=== Input data ===

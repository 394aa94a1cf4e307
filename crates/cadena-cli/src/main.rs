use cadena_core::{ApprovedPayment, CircleEngine, NoopRevealChannel};
use cadena_domain::Plan;
use cadena_persistence::pg::{PgCircleStore, PgPlanCatalog, PoolProvider};
use uuid::Uuid;

type Engine = CircleEngine<PgCircleStore<PoolProvider>, PgPlanCatalog<PoolProvider>, NoopRevealChannel>;

fn usage() -> ! {
    eprintln!("uso: cadena <comando> [opciones]");
    eprintln!("  seed-plan --name <TXT> --duration <N> --price <CENTAVOS>");
    eprintln!("  join      --user <UUID> --plan <UUID>");
    eprintln!("  leave     --user <UUID> --group <UUID>");
    eprintln!("  draw      --group <UUID> --admin <UUID>");
    eprintln!("  reveal    --draw <UUID>");
    eprintln!("  advance   --group <UUID> | --all");
    eprintln!("  confirm   --user <UUID> --group <UUID> --period <TXT> --amount <CENTAVOS>");
    eprintln!("  reject    --user <UUID> --group <UUID> --period <TXT>");
    eprintln!("  deliver   --group <UUID> --cycle <N>");
    eprintln!("  status    --group <UUID> --cycle <N>");
    std::process::exit(2);
}

/// Recolecta `--clave valor` en pares; las claves desconocidas se ignoran.
fn flag(args: &[String], name: &str) -> Option<String> {
    let mut i = 0;
    while i < args.len() {
        if args[i] == name {
            return args.get(i + 1).cloned();
        }
        i += 1;
    }
    None
}

fn flag_uuid(args: &[String], name: &str) -> Option<Uuid> {
    flag(args, name).and_then(|v| Uuid::parse_str(&v).ok())
}

fn build_engine() -> Engine {
    if std::env::var("DATABASE_URL").is_err() {
        eprintln!("[cadena] requiere DATABASE_URL para operar contra el backend persistente");
        std::process::exit(4);
    }
    let pool = match cadena_persistence::build_dev_pool_from_env() {
        Ok(p) => p,
        Err(e) => {
            eprintln!("[cadena] pool error: {e}");
            std::process::exit(5);
        }
    };
    let store = PgCircleStore::from_pool(pool.clone());
    let catalog = PgPlanCatalog::from_pool(pool);
    CircleEngine::new(store, catalog, NoopRevealChannel)
}

fn main() {
    // Cargar .env si existe para obtener DATABASE_URL
    let _ = dotenvy::dotenv();
    let args: Vec<String> = std::env::args().collect();
    if args.len() < 2 {
        usage();
    }
    let rest = &args[2..];

    match args[1].as_str() {
        "seed-plan" => {
            let name = flag(rest, "--name").unwrap_or_else(|| usage());
            let duration: i32 = flag(rest, "--duration").and_then(|v| v.parse().ok()).unwrap_or_else(|| usage());
            let price: i64 = flag(rest, "--price").and_then(|v| v.parse().ok()).unwrap_or_else(|| usage());
            let plan = match Plan::new(name, duration, price) {
                Ok(p) => p,
                Err(e) => {
                    eprintln!("plan inválido: {e}");
                    std::process::exit(2);
                }
            };
            // el catálogo es externo al motor; el alta vive en el catálogo Pg
            if std::env::var("DATABASE_URL").is_err() {
                eprintln!("[cadena] requiere DATABASE_URL para operar contra el backend persistente");
                std::process::exit(4);
            }
            let pool = match cadena_persistence::build_dev_pool_from_env() {
                Ok(p) => p,
                Err(e) => {
                    eprintln!("pool error: {e}");
                    std::process::exit(5);
                }
            };
            let catalog = PgPlanCatalog::from_pool(pool);
            match catalog.save_plan(&plan) {
                Ok(()) => println!("plan {} ({} ciclos, {} cts)", plan.id(), plan.duration_cycles(), plan.price_cents()),
                Err(e) => {
                    eprintln!("error: {e}");
                    std::process::exit(5);
                }
            }
        }
        "join" => {
            let (user, plan) = match (flag_uuid(rest, "--user"), flag_uuid(rest, "--plan")) {
                (Some(u), Some(p)) => (u, p),
                _ => usage(),
            };
            match build_engine().join(user, plan) {
                Ok(result) => println!("grupo={} posicion=null", result.group_id),
                Err(e) => {
                    eprintln!("rechazado: {e}");
                    std::process::exit(4);
                }
            }
        }
        "leave" => {
            let (user, group) = match (flag_uuid(rest, "--user"), flag_uuid(rest, "--group")) {
                (Some(u), Some(g)) => (u, g),
                _ => usage(),
            };
            match build_engine().leave(user, group) {
                Ok(()) => println!("baja de {user} en {group}"),
                Err(e) => {
                    eprintln!("rechazado: {e}");
                    std::process::exit(4);
                }
            }
        }
        "draw" => {
            let (group, admin) = match (flag_uuid(rest, "--group"), flag_uuid(rest, "--admin")) {
                (Some(g), Some(a)) => (g, a),
                _ => usage(),
            };
            match build_engine().start_draw(group, admin) {
                Ok(session) => {
                    println!("sorteo={} pasos={}", session.id(), session.total_steps());
                    for a in session.final_positions() {
                        println!("  usuario={} posicion={}", a.user_id, a.position);
                    }
                }
                Err(e) => {
                    eprintln!("rechazado: {e}");
                    std::process::exit(4);
                }
            }
        }
        "reveal" => {
            let draw = flag_uuid(rest, "--draw").unwrap_or_else(|| usage());
            match build_engine().advance_reveal(draw) {
                Ok(session) => println!("sorteo={} paso={}/{} estado={}",
                                        session.id(),
                                        session.current_step(),
                                        session.total_steps(),
                                        session.status()),
                Err(e) => {
                    eprintln!("rechazado: {e}");
                    std::process::exit(4);
                }
            }
        }
        "advance" => {
            let engine = build_engine();
            if rest.iter().any(|a| a == "--all") {
                match engine.run_period() {
                    Ok(report) => {
                        for advance in &report.advanced {
                            println!("grupo={} ciclo={}->{} completado={}",
                                     advance.group_id,
                                     advance.previous_cycle,
                                     advance.new_cycle,
                                     advance.completed);
                        }
                        for (group_id, e) in &report.failures {
                            eprintln!("grupo={group_id} omitido: {e}");
                        }
                        if !report.failures.is_empty() {
                            std::process::exit(4);
                        }
                    }
                    Err(e) => {
                        eprintln!("error: {e}");
                        std::process::exit(5);
                    }
                }
            } else {
                let group = flag_uuid(rest, "--group").unwrap_or_else(|| usage());
                match engine.advance_cycle(group) {
                    Ok(advance) => println!("ciclo={}->{} completado={}",
                                            advance.previous_cycle,
                                            advance.new_cycle,
                                            advance.completed),
                    Err(e) => {
                        eprintln!("rechazado: {e}");
                        std::process::exit(4);
                    }
                }
            }
        }
        "confirm" => {
            let (user, group) = match (flag_uuid(rest, "--user"), flag_uuid(rest, "--group")) {
                (Some(u), Some(g)) => (u, g),
                _ => usage(),
            };
            let period = flag(rest, "--period").unwrap_or_else(|| usage());
            let amount: i64 = flag(rest, "--amount").and_then(|v| v.parse().ok()).unwrap_or_else(|| usage());
            let payment = ApprovedPayment { user_id: user, group_id: group, period, amount_cents: amount };
            match build_engine().confirm_payment(payment) {
                Ok(c) => println!("aporte={} estado={}", c.id(), c.status()),
                Err(e) => {
                    eprintln!("rechazado: {e}");
                    std::process::exit(4);
                }
            }
        }
        "reject" => {
            let (user, group) = match (flag_uuid(rest, "--user"), flag_uuid(rest, "--group")) {
                (Some(u), Some(g)) => (u, g),
                _ => usage(),
            };
            let period = flag(rest, "--period").unwrap_or_else(|| usage());
            match build_engine().reject_payment(user, group, &period) {
                Ok(c) => println!("aporte={} estado={}", c.id(), c.status()),
                Err(e) => {
                    eprintln!("rechazado: {e}");
                    std::process::exit(4);
                }
            }
        }
        "deliver" => {
            let group = flag_uuid(rest, "--group").unwrap_or_else(|| usage());
            let cycle: i32 = flag(rest, "--cycle").and_then(|v| v.parse().ok()).unwrap_or_else(|| usage());
            match build_engine().fulfill_delivery(group, cycle) {
                Ok(d) => println!("entrega={} estado={}", d.id(), d.status()),
                Err(e) => {
                    eprintln!("rechazado: {e}");
                    std::process::exit(4);
                }
            }
        }
        "status" => {
            let group = flag_uuid(rest, "--group").unwrap_or_else(|| usage());
            let cycle: i32 = flag(rest, "--cycle").and_then(|v| v.parse().ok()).unwrap_or_else(|| usage());
            match build_engine().period_obligations(group, cycle) {
                Ok(o) => println!("periodo={} confirmados={} pendientes={} rechazados={} cubierto={}",
                                  o.period,
                                  o.confirmed,
                                  o.pending,
                                  o.rejected,
                                  o.settled()),
                Err(e) => {
                    eprintln!("rechazado: {e}");
                    std::process::exit(4);
                }
            }
        }
        _ => usage(),
    }
}
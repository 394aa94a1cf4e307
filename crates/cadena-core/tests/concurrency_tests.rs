//! Propiedades de concurrencia: la capacidad nunca se desborda bajo altas
//! paralelas y el avance de ciclo es idempotente por período.

use cadena_core::{CircleEngine, CircleStore, InMemoryPlanCatalog, InMemoryStore, NoopRevealChannel};
use cadena_domain::{cycle_label, GroupStatus, Plan};
use std::sync::Arc;
use std::thread;
use uuid::Uuid;

#[test]
fn parallel_joins_never_overshoot_capacity() {
    // N altas paralelas contra capacidad K < N: exactamente K entran al
    // primer grupo y el resto abre otro.
    const N: usize = 8;
    const K: i32 = 5;

    let plan = Plan::new("Plan concurrente", K, 5000).unwrap();
    let plan_id = plan.id();
    let engine = Arc::new(CircleEngine::new(InMemoryStore::new(),
                                            InMemoryPlanCatalog::with_plans([plan]),
                                            NoopRevealChannel));

    let handles: Vec<_> = (0..N).map(|_| {
                                    let engine = Arc::clone(&engine);
                                    thread::spawn(move || engine.join(Uuid::new_v4(), plan_id).unwrap())
                                })
                                .collect();
    let results: Vec<_> = handles.into_iter().map(|h| h.join().unwrap()).collect();

    let mut group_ids: Vec<Uuid> = results.iter().map(|r| r.group_id).collect();
    group_ids.sort_unstable();
    group_ids.dedup();
    assert_eq!(group_ids.len(), 2, "un grupo lleno y uno en formación");

    for gid in &group_ids {
        let (group, count) = engine.store()
                                   .transaction(|tx| Ok((tx.find_group(*gid)?.unwrap(), tx.member_count(*gid)?)))
                                   .unwrap();
        assert!(count <= K as i64, "capacidad jamás desbordada");
        match group.status() {
            GroupStatus::Full => assert_eq!(count, K as i64),
            GroupStatus::Forming => assert_eq!(count, (N as i64) - (K as i64)),
            other => panic!("estado inesperado: {other}"),
        }
    }
}

#[test]
fn concurrent_draws_admit_exactly_one() {
    const K: i32 = 4;
    let plan = Plan::new("Plan sorteo", K, 5000).unwrap();
    let plan_id = plan.id();
    let engine = Arc::new(CircleEngine::new(InMemoryStore::new(),
                                            InMemoryPlanCatalog::with_plans([plan]),
                                            NoopRevealChannel));
    let mut group_id = None;
    for _ in 0..K {
        group_id = Some(engine.join(Uuid::new_v4(), plan_id).unwrap().group_id);
    }
    let group_id = group_id.unwrap();

    let handles: Vec<_> = (0..4).map(|_| {
                                    let engine = Arc::clone(&engine);
                                    thread::spawn(move || engine.start_draw(group_id, Uuid::new_v4()))
                                })
                                .collect();
    let results: Vec<_> = handles.into_iter().map(|h| h.join().unwrap()).collect();

    let ok = results.iter().filter(|r| r.is_ok()).count();
    assert_eq!(ok, 1, "solo un sorteo gana; el resto recibe conflicto de estado");
}

#[test]
fn double_advance_seeds_period_once() {
    const K: i32 = 3;
    let plan = Plan::new("Plan idempotencia", K, 5000).unwrap();
    let plan_id = plan.id();
    let engine = CircleEngine::new(InMemoryStore::new(),
                                   InMemoryPlanCatalog::with_plans([plan]),
                                   NoopRevealChannel);
    let mut group_id = None;
    for _ in 0..K {
        group_id = Some(engine.join(Uuid::new_v4(), plan_id).unwrap().group_id);
    }
    let group_id = group_id.unwrap();
    engine.start_draw(group_id, Uuid::new_v4()).unwrap();

    let first = engine.advance_cycle(group_id).unwrap();
    assert_eq!(first.new_cycle, 2);
    let second = engine.advance_cycle(group_id).unwrap();
    assert_eq!(second.new_cycle, 3, "cada invocación avanza exactamente 1, nunca 2");

    // las obligaciones del ciclo 2 se sembraron una sola vez
    let rows = engine.store()
                     .transaction(|tx| tx.contributions_of_period(group_id, &cycle_label(2)))
                     .unwrap();
    assert_eq!(rows.len(), K as usize);
}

===

Quote the records from their first line to the line with "fn build_engine() ->", inclusive, without adding or dropping anything.

repository 394aa94a1cf4e307
filename crates/cadena-cli/src/main.rs
use cadena_core::{ApprovedPayment, CircleEngine, NoopRevealChannel};
use cadena_domain::Plan;
use cadena_persistence::pg::{PgCircleStore, PgPlanCatalog, PoolProvider};
use uuid::Uuid;

type Engine = CircleEngine<PgCircleStore<PoolProvider>, PgPlanCatalog<PoolProvider>, NoopRevealChannel>;

fn usage() -> ! {
    eprintln!("uso: cadena <comando> [opciones]");
    eprintln!("  seed-plan --name <TXT> --duration <N> --price <CENTAVOS>");
    eprintln!("  join      --user <UUID> --plan <UUID>");
    eprintln!("  leave     --user <UUID> --group <UUID>");
    eprintln!("  draw      --group <UUID> --admin <UUID>");
    eprintln!("  reveal    --draw <UUID>");
    eprintln!("  advance   --group <UUID> | --all");
    eprintln!("  confirm   --user <UUID> --group <UUID> --period <TXT> --amount <CENTAVOS>");
    eprintln!("  reject    --user <UUID> --group <UUID> --period <TXT>");
    eprintln!("  deliver   --group <UUID> --cycle <N>");
    eprintln!("  status    --group <UUID> --cycle <N>");
    std::process::exit(2);
}

/// Recolecta `--clave valor` en pares; las claves desconocidas se ignoran.
fn flag(args: &[String], name: &str) -> Option<String> {
    let mut i = 0;
    while i < args.len() {
        if args[i] == name {
            return args.get(i + 1).cloned();
        }
        i += 1;
    }
    None
}

fn flag_uuid(args: &[String], name: &str) -> Option<Uuid> {
    flag(args, name).and_then(|v| Uuid::parse_str(&v).ok())
}

fn build_engine() -> Engine {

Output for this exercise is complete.